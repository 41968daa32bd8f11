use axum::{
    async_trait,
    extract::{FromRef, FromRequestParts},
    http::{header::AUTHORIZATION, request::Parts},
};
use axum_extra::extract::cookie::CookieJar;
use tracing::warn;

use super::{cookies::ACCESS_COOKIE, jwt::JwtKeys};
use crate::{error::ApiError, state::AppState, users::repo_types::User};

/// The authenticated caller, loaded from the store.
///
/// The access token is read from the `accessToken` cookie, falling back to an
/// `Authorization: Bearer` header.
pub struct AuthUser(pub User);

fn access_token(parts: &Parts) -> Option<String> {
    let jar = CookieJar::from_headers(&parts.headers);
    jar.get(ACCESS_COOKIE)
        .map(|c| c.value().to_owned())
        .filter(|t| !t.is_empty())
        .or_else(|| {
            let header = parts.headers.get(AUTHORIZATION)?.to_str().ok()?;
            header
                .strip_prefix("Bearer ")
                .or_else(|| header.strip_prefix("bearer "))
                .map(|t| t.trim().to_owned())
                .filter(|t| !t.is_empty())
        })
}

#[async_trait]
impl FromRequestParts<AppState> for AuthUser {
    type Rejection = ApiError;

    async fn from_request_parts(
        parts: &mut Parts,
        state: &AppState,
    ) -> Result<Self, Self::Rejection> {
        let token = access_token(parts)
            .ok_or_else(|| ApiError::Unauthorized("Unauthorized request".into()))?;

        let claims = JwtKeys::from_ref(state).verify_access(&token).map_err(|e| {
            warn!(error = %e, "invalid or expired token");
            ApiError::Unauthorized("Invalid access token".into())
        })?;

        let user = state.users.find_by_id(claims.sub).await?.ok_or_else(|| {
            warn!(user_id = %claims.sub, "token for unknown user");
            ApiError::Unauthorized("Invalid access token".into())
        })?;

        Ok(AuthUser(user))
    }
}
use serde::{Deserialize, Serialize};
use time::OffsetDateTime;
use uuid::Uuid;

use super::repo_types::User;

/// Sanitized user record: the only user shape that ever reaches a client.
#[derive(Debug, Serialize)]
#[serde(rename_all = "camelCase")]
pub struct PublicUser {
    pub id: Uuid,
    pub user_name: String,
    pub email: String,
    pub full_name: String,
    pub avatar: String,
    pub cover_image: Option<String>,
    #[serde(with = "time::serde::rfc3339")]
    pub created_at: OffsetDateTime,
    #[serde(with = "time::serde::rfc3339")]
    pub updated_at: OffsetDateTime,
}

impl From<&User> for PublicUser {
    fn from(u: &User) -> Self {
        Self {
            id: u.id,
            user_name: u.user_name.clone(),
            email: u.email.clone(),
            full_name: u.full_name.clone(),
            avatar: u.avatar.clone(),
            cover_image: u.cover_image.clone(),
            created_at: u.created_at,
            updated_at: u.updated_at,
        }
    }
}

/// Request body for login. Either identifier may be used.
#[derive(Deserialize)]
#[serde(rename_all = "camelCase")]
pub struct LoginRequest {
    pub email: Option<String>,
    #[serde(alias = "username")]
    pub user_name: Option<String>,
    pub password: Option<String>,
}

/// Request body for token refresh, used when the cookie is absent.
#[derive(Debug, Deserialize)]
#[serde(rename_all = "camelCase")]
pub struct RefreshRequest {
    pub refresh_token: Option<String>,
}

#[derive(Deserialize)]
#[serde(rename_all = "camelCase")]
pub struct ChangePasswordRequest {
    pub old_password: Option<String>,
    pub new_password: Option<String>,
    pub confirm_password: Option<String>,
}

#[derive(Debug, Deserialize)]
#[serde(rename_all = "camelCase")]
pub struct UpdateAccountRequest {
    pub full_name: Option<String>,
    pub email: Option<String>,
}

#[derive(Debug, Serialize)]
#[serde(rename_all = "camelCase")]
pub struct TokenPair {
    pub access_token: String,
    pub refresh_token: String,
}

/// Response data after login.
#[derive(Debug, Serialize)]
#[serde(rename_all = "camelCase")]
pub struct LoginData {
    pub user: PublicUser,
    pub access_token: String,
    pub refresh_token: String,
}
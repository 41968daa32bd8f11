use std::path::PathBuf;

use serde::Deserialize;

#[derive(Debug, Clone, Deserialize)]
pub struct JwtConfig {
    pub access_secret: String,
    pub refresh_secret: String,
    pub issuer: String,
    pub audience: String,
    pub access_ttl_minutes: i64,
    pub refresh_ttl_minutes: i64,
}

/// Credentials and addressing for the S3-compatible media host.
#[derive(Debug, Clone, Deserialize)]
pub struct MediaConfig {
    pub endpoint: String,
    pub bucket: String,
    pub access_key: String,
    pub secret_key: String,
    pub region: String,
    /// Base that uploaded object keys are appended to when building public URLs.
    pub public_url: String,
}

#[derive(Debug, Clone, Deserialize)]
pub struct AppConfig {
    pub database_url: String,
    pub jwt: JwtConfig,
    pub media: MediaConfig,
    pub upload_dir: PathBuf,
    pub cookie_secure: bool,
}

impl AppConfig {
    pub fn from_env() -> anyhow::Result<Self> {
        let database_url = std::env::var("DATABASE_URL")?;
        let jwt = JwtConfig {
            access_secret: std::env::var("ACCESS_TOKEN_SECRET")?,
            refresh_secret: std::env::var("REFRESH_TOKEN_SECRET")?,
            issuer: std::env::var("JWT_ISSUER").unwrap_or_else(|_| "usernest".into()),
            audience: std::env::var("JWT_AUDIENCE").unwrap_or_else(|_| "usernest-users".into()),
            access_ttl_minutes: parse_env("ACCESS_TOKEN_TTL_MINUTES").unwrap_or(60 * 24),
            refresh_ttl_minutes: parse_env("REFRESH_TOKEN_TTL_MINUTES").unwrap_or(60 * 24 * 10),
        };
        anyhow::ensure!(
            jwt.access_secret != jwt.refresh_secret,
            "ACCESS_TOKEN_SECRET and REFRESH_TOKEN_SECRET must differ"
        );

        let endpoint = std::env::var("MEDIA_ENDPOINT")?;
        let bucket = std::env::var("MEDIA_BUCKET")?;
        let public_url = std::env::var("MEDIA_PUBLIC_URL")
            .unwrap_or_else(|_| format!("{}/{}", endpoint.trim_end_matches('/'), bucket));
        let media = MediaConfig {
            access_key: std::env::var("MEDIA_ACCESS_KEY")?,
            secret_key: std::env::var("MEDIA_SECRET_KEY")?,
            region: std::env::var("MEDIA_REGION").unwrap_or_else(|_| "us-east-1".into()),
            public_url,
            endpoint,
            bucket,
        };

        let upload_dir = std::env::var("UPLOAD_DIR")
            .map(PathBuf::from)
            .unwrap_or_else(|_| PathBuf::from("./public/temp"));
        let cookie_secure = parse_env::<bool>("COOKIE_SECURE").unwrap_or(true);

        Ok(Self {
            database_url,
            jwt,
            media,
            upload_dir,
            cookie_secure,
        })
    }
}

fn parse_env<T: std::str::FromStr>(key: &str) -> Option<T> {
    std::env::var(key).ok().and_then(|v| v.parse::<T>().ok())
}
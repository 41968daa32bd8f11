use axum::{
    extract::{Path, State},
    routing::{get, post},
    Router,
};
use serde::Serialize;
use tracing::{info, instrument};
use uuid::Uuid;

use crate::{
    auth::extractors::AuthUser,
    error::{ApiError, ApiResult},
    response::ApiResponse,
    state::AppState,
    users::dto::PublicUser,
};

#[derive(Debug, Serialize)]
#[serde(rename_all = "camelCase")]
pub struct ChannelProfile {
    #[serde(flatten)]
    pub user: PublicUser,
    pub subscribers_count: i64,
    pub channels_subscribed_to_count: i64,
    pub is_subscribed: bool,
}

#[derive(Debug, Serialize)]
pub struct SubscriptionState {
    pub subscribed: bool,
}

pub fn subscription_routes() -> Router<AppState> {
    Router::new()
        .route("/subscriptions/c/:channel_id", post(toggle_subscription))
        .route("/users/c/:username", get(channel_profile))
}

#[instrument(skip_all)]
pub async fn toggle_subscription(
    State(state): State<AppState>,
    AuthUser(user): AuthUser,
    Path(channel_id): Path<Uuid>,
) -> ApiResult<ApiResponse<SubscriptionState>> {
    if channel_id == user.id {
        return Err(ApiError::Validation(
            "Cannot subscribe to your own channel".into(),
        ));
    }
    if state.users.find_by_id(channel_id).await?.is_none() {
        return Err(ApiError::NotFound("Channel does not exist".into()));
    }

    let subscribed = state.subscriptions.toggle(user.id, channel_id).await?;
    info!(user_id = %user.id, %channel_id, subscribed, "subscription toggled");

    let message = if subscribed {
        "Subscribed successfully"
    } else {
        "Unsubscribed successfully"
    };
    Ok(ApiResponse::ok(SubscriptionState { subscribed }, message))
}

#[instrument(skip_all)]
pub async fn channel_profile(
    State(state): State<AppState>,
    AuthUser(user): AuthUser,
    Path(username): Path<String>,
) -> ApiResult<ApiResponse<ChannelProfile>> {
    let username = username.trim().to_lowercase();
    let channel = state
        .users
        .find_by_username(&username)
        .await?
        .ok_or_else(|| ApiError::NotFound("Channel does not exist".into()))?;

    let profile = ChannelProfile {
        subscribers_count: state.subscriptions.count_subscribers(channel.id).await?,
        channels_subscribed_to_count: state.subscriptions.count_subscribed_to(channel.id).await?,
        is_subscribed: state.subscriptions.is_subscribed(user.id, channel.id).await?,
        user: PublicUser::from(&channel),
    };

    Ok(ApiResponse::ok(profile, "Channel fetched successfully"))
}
_ _ _
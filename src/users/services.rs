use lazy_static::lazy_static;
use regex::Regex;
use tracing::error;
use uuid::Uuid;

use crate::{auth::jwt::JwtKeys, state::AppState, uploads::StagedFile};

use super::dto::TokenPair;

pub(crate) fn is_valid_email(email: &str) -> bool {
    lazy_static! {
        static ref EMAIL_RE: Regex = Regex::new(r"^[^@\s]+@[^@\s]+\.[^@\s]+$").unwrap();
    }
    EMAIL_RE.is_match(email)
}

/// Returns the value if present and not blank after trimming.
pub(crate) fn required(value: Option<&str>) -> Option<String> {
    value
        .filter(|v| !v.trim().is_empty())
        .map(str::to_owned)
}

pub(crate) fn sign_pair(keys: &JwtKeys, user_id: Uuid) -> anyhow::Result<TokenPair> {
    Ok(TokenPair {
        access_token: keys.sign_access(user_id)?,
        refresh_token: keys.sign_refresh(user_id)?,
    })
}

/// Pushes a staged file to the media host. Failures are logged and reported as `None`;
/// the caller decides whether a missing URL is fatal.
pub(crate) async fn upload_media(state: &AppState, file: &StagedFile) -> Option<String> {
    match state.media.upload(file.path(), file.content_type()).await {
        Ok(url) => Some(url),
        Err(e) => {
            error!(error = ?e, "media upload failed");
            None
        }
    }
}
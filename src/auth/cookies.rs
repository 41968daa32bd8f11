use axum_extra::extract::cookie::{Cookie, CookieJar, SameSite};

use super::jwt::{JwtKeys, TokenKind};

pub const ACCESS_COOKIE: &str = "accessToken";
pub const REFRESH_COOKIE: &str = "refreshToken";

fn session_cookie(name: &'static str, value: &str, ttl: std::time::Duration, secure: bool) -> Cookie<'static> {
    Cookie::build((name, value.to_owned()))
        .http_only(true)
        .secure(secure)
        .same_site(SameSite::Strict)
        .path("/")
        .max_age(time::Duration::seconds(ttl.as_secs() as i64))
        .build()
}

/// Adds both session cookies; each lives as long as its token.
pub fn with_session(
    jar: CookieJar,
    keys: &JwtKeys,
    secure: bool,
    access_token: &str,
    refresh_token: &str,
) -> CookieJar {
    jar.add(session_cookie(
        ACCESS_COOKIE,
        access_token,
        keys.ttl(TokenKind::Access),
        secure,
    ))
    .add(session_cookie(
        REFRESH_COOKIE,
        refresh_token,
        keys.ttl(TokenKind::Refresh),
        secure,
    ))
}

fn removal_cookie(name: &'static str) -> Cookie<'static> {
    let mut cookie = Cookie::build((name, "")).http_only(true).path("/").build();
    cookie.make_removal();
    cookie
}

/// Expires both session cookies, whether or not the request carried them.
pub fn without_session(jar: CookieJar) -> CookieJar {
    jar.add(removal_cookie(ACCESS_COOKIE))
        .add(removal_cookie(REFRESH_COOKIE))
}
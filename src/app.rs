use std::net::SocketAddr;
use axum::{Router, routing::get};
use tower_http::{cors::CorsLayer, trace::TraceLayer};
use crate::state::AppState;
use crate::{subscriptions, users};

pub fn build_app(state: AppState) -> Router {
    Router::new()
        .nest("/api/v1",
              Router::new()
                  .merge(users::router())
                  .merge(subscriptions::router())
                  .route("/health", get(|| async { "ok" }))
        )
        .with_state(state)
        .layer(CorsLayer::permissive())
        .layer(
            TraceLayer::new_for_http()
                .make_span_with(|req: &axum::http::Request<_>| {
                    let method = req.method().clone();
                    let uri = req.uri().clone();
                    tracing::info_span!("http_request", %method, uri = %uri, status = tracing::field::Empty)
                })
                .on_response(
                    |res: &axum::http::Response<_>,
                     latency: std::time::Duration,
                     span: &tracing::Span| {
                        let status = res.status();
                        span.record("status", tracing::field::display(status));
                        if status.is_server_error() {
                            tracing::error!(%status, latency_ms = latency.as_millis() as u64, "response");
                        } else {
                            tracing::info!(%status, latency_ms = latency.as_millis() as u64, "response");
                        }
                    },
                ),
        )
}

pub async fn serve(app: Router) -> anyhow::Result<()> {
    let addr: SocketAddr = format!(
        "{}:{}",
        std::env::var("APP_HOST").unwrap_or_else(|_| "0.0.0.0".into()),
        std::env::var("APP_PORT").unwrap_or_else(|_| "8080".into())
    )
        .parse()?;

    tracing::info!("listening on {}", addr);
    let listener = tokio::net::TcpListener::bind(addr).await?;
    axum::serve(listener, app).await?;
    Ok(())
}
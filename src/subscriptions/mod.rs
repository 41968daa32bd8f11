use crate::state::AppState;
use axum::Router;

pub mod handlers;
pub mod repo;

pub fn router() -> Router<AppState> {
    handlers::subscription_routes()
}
_ _ _
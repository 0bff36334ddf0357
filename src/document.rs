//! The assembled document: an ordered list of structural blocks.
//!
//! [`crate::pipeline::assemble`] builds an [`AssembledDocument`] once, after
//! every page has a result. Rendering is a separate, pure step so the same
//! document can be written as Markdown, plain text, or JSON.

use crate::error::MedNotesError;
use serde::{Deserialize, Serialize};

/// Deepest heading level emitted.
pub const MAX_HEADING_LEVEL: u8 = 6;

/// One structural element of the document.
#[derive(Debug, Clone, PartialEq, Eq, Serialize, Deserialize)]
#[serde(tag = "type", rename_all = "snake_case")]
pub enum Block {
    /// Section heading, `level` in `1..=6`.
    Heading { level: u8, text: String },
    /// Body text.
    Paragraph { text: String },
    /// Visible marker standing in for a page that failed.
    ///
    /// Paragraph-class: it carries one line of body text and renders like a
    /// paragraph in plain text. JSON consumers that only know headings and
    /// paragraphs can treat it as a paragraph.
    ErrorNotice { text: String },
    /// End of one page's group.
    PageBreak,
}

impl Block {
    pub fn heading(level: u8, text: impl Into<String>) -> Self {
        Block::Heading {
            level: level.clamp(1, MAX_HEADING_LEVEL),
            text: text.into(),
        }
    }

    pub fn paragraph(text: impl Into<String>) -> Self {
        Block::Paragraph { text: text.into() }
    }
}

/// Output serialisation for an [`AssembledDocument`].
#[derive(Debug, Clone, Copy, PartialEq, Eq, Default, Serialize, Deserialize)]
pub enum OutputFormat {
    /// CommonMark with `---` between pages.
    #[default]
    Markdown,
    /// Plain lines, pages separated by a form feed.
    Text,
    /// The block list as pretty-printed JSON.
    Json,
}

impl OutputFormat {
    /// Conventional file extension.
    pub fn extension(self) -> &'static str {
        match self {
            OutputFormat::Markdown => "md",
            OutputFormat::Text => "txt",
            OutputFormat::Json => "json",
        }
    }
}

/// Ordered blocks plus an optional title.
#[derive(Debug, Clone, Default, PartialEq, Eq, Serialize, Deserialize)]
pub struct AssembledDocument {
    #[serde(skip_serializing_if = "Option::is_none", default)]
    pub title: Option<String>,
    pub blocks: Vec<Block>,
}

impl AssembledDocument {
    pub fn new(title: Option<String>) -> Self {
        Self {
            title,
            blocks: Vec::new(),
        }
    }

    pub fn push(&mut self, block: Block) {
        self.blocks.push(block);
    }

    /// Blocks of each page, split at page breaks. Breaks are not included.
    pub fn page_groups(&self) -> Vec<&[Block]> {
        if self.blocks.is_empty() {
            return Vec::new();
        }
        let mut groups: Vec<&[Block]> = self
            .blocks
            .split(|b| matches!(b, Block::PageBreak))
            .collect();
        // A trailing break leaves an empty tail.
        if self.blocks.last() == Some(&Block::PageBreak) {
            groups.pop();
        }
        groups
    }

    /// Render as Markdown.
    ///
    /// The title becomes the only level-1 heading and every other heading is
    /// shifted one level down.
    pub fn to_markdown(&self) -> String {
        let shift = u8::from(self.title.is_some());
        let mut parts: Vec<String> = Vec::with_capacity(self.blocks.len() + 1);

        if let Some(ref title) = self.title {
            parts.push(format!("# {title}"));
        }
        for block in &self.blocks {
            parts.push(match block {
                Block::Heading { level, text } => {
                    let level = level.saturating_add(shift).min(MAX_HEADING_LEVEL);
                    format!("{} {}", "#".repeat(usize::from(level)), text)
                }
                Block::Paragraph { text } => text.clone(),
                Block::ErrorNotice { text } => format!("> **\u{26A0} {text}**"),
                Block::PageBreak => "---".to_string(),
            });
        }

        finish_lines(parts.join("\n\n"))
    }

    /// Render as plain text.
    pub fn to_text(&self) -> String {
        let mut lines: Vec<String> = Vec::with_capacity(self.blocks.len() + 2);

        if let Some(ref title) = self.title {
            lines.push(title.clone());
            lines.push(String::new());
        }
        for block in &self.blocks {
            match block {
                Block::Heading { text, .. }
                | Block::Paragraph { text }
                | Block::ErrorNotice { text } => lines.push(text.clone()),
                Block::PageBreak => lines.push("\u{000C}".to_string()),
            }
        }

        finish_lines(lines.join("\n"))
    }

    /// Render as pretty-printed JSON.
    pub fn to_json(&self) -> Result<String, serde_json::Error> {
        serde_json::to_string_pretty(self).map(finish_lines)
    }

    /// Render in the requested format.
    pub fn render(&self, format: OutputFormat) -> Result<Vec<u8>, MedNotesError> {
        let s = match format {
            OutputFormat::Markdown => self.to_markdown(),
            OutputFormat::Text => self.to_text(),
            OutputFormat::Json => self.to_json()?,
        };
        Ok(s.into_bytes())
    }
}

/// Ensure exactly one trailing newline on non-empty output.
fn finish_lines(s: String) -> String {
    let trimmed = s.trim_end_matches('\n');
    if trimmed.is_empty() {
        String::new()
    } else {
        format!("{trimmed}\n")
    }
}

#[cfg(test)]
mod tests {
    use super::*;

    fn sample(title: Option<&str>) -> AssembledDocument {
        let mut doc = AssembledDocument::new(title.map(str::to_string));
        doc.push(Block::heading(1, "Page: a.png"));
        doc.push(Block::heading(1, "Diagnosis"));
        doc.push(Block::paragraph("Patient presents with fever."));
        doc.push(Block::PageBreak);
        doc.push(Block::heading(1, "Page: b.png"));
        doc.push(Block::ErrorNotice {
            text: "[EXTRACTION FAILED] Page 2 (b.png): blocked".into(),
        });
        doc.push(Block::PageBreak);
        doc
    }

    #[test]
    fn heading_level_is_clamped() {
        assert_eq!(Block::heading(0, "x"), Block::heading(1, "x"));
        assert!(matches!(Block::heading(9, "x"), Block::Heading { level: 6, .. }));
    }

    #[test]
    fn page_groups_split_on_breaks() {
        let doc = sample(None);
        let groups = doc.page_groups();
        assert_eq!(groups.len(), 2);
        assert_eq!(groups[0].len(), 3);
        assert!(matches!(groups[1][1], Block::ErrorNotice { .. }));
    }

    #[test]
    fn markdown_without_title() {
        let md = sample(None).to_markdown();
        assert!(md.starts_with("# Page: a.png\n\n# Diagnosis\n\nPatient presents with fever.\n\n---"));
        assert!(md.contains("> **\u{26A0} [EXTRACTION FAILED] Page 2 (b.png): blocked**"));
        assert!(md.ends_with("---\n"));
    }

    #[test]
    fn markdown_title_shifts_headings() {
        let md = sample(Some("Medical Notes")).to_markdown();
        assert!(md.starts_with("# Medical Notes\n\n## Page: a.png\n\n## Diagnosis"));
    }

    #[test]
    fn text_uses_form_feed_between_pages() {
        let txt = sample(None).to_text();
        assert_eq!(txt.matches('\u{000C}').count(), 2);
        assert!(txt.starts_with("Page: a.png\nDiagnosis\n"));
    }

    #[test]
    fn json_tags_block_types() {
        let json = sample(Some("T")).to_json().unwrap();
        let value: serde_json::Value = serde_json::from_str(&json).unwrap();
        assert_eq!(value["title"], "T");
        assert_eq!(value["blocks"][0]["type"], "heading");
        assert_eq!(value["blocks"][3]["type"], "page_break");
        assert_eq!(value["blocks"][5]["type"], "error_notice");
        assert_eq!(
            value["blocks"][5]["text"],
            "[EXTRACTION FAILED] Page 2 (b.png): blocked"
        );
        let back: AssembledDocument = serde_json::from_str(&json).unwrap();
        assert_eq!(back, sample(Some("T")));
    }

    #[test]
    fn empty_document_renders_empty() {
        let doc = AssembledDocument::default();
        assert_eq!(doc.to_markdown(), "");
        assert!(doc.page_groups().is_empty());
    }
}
_ _ _
__Try it__.
From the material above, set down exactly the lines between the line holding "if channel_id == user.id" and the line holding "let profile = ChannelProfile", inclusive. Include nothing else.

__Answer to this exercise__.
    if channel_id == user.id {
        return Err(ApiError::Validation(
            "Cannot subscribe to your own channel".into(),
        ));
    }
    if state.users.find_by_id(channel_id).await?.is_none() {
        return Err(ApiError::NotFound("Channel does not exist".into()));
    }

    let subscribed = state.subscriptions.toggle(user.id, channel_id).await?;
    info!(user_id = %user.id, %channel_id, subscribed, "subscription toggled");

    let message = if subscribed {
        "Subscribed successfully"
    } else {
        "Unsubscribed successfully"
    };
    Ok(ApiResponse::ok(SubscriptionState { subscribed }, message))
}

#[instrument(skip_all)]
pub async fn channel_profile(
    State(state): State<AppState>,
    AuthUser(user): AuthUser,
    Path(username): Path<String>,
) -> ApiResult<ApiResponse<ChannelProfile>> {
    let username = username.trim().to_lowercase();
    let channel = state
        .users
        .find_by_username(&username)
        .await?
        .ok_or_else(|| ApiError::NotFound("Channel does not exist".into()))?;

    let profile = ChannelProfile {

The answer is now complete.